Required work: From the material below, copy each line that holds the word "null".

[Opening Supplied material section]

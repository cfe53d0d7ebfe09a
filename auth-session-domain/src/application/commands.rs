//! Commands, queries and results at the boundary of the session use cases.

use crate::domain::{
    entities::{ClientIp, SessionId, MAX_RISK_SCORE},
    errors::{DomainError, DomainResult},
};
use chrono::{DateTime, Utc};
use serde::{Deserialize, Serialize};

/// Record one authentication attempt against a session
#[derive(Debug, Clone, Serialize, Deserialize)]
pub struct RecordAuthenticationAttempt {
    pub session_id: String,
    pub user_id: String,
    pub client_ip: String,
    pub successful: bool,
    pub risk_score: i32,
    pub risk_reason: String,
    /// When the attempt happened, if different from the time it is recorded
    pub attempted_at: Option<DateTime<Utc>>,
}

/// Fields of a `RecordAuthenticationAttempt` after validation
#[derive(Debug, Clone)]
pub struct ValidatedAttempt {
    pub session_id: SessionId,
    pub user_id: String,
    pub client_ip: ClientIp,
    pub successful: bool,
    pub risk_score: u8,
    pub risk_reason: String,
    pub attempted_at: Option<DateTime<Utc>>,
}

impl RecordAuthenticationAttempt {
    pub fn new(
        session_id: impl Into<String>,
        user_id: impl Into<String>,
        client_ip: impl Into<String>,
        successful: bool,
        risk_score: i32,
        risk_reason: impl Into<String>,
    ) -> Self {
        Self {
            session_id: session_id.into(),
            user_id: user_id.into(),
            client_ip: client_ip.into(),
            successful,
            risk_score,
            risk_reason: risk_reason.into(),
            attempted_at: None,
        }
    }

    pub fn at(mut self, attempted_at: DateTime<Utc>) -> Self {
        self.attempted_at = Some(attempted_at);
        self
    }

    /// Validate every field, reporting the first failure as `InvalidArgument`
    pub fn validate(&self) -> DomainResult<ValidatedAttempt> {
        let session_id = parse_session_id(&self.session_id)?;

        if self.user_id.trim().is_empty() {
            return Err(DomainError::invalid_argument(
                "UserId cannot be null or empty",
            ));
        }

        let client_ip = ClientIp::of(&self.client_ip).map_err(as_invalid_argument)?;

        let risk_score = u8::try_from(self.risk_score)
            .ok()
            .filter(|score| *score <= MAX_RISK_SCORE)
            .ok_or_else(|| DomainError::invalid_argument("Risk score must be between 0 and 100"))?;

        if self.risk_reason.trim().is_empty() {
            return Err(DomainError::invalid_argument(
                "Risk reason cannot be null or empty",
            ));
        }

        Ok(ValidatedAttempt {
            session_id,
            user_id: self.user_id.clone(),
            client_ip,
            successful: self.successful,
            risk_score,
            risk_reason: self.risk_reason.clone(),
            attempted_at: self.attempted_at,
        })
    }
}

/// Ask whether a session is currently locked
#[derive(Debug, Clone, Serialize, Deserialize)]
pub struct CheckLockoutQuery {
    pub session_id: String,
}

impl CheckLockoutQuery {
    pub fn new(session_id: impl Into<String>) -> Self {
        Self {
            session_id: session_id.into(),
        }
    }

    pub fn validate(&self) -> DomainResult<SessionId> {
        parse_session_id(&self.session_id)
    }
}

/// Clear a session's lock
#[derive(Debug, Clone, Serialize, Deserialize)]
pub struct UnlockAccountCommand {
    pub session_id: String,
}

impl UnlockAccountCommand {
    pub fn new(session_id: impl Into<String>) -> Self {
        Self {
            session_id: session_id.into(),
        }
    }

    pub fn validate(&self) -> DomainResult<SessionId> {
        parse_session_id(&self.session_id)
    }
}

#[derive(Debug, Clone, PartialEq, Eq, Serialize, Deserialize)]
pub struct RecordAttemptResult {
    pub session_id: SessionId,
    pub user_id: String,
    pub successful: bool,
    pub account_locked: bool,
    pub locked_until: Option<DateTime<Utc>>,
    pub recorded_at: DateTime<Utc>,
}

#[derive(Debug, Clone, PartialEq, Eq, Serialize, Deserialize)]
pub struct LockoutCheckResult {
    pub session_id: SessionId,
    pub user_id: Option<String>,
    pub is_locked: bool,
    pub locked_until: Option<DateTime<Utc>>,
    pub checked_at: DateTime<Utc>,
}

#[derive(Debug, Clone, PartialEq, Eq, Serialize, Deserialize)]
pub struct UnlockAccountResult {
    pub session_id: SessionId,
    pub user_id: String,
    pub was_locked: bool,
    pub unlock_successful: bool,
    pub unlocked_at: Option<DateTime<Utc>>,
}

fn parse_session_id(value: &str) -> DomainResult<SessionId> {
    SessionId::parse(value).map_err(as_invalid_argument)
}

fn as_invalid_argument(err: DomainError) -> DomainError {
    match err {
        DomainError::InvalidFormat { .. } => DomainError::invalid_argument(err.to_string()),
        other => other,
    }
}

#[cfg(test)]
mod tests {
    use super::*;

    fn valid() -> RecordAuthenticationAttempt {
        RecordAuthenticationAttempt::new(
            SessionId::new().to_string(),
            "user123",
            "192.168.1.100",
            false,
            40,
            "unfamiliar device",
        )
    }

    fn message(cmd: &RecordAuthenticationAttempt) -> String {
        match cmd.validate() {
            Err(DomainError::InvalidArgument { message }) => message,
            other => panic!("expected InvalidArgument, got {other:?}"),
        }
    }

    #[test]
    fn valid_command_passes() {
        let validated = valid().validate().unwrap();
        assert_eq!(validated.user_id, "user123");
        assert_eq!(validated.client_ip.as_str(), "192.168.1.100");
        assert_eq!(validated.risk_score, 40);
    }

    #[test]
    fn each_field_reports_its_own_message() {
        let mut cmd = valid();
        cmd.session_id = String::new();
        assert_eq!(message(&cmd), "SessionId cannot be null or empty");

        let mut cmd = valid();
        cmd.user_id = "  ".to_string();
        assert_eq!(message(&cmd), "UserId cannot be null or empty");

        let mut cmd = valid();
        cmd.client_ip = String::new();
        assert_eq!(message(&cmd), "ClientIp cannot be null or empty");

        let mut cmd = valid();
        cmd.client_ip = " 192.168.1.100 ".to_string();
        assert_eq!(message(&cmd), "Invalid ClientIp format:  192.168.1.100 ");

        let mut cmd = valid();
        cmd.risk_score = 101;
        assert_eq!(message(&cmd), "Risk score must be between 0 and 100");

        let mut cmd = valid();
        cmd.risk_score = -1;
        assert_eq!(message(&cmd), "Risk score must be between 0 and 100");

        let mut cmd = valid();
        cmd.risk_reason = String::new();
        assert_eq!(message(&cmd), "Risk reason cannot be null or empty");
    }

    #[test]
    fn malformed_session_id_is_invalid_argument() {
        let mut cmd = valid();
        cmd.session_id = "session-1".to_string();
        assert_eq!(message(&cmd), "Invalid SessionId format: session-1");
    }

    #[test]
    fn boundary_scores_are_accepted() {
        for score in [0, 100] {
            let mut cmd = valid();
            cmd.risk_score = score;
            assert!(cmd.validate().is_ok());
        }
    }

    #[test]
    fn queries_validate_session_id() {
        assert!(CheckLockoutQuery::new("").validate().is_err());
        assert!(UnlockAccountCommand::new(SessionId::new().to_string())
            .validate()
            .is_ok());
    }
}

[Closing Supplied material section]

Response area:
                "UserId cannot be null or empty",
                "Risk reason cannot be null or empty",
        assert_eq!(message(&cmd), "SessionId cannot be null or empty");
        assert_eq!(message(&cmd), "UserId cannot be null or empty");
        assert_eq!(message(&cmd), "ClientIp cannot be null or empty");
        assert_eq!(message(&cmd), "Risk reason cannot be null or empty");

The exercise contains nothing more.